(Beginning of INPUT DATA)

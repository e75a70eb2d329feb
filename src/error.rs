use axum::{
    http::StatusCode,
    response::{IntoResponse, Response},
    Json,
};
use serde::Serialize;

/// Failure talking to the remote database.
#[derive(Debug, thiserror::Error)]
pub enum RemoteError {
    #[error("query failed: {0}")]
    Query(#[from] sqlx::Error),
    #[error("row decode failed: {0}")]
    Decode(#[from] serde_json::Error),
    #[error("unknown column {column} on table {table}")]
    UnknownColumn {
        table: &'static str,
        column: &'static str,
    },
    #[error("invalid query: {0}")]
    InvalidQuery(String),
    #[error("remote unavailable: {0}")]
    Unavailable(String),
    #[error("unique constraint {0} violated")]
    Duplicate(String),
}

#[derive(Debug, Serialize)]
pub struct ErrorBody {
    pub error: ErrorDetail,
}

#[derive(Debug, Serialize)]
pub struct ErrorDetail {
    pub code: &'static str,
    pub message: String,
}

/// Errors surfaced to HTTP clients.
#[derive(Debug, thiserror::Error)]
pub enum ApiError {
    #[error("{0}")]
    Unauthorized(String),
    #[error("{0}")]
    BadRequest(String),
    #[error("{0}")]
    Conflict(String),
    #[error("internal error: {0}")]
    Internal(String),
}

impl ApiError {
    pub fn internal(e: impl std::fmt::Display) -> Self {
        ApiError::Internal(e.to_string())
    }

    pub fn status(&self) -> StatusCode {
        match self {
            ApiError::Unauthorized(_) => StatusCode::UNAUTHORIZED,
            ApiError::BadRequest(_) => StatusCode::BAD_REQUEST,
            ApiError::Conflict(_) => StatusCode::CONFLICT,
            ApiError::Internal(_) => StatusCode::INTERNAL_SERVER_ERROR,
        }
    }
}

impl From<RemoteError> for ApiError {
    fn from(e: RemoteError) -> Self {
        match e {
            RemoteError::Duplicate(_) => ApiError::Conflict("Already exists".into()),
            e => ApiError::Internal(e.to_string()),
        }
    }
}

impl IntoResponse for ApiError {
    fn into_response(self) -> Response {
        let status = self.status();
        let (code, message) = match self {
            ApiError::Unauthorized(msg) => ("UNAUTHORIZED", msg),
            ApiError::BadRequest(msg) => ("BAD_REQUEST", msg),
            ApiError::Conflict(msg) => ("CONFLICT", msg),
            ApiError::Internal(detail) => {
                tracing::error!(%detail, "internal error");
                ("INTERNAL", "An internal error occurred".to_string())
            }
        };
        (status, Json(ErrorBody { error: ErrorDetail { code, message } })).into_response()
    }
}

(End of INPUT DATA)

» **WORK TASK**
Set down again, word for word, the stretch of records from the line with "fn from(e: RemoteError)" to the line with "impl IntoResponse for", both of those lines included.

» **OUTPUT OF THE EXERCISE**
    fn from(e: RemoteError) -> Self {
        match e {
            RemoteError::Duplicate(_) => ApiError::Conflict("Already exists".into()),
            e => ApiError::Internal(e.to_string()),
        }
    }
}

impl IntoResponse for ApiError {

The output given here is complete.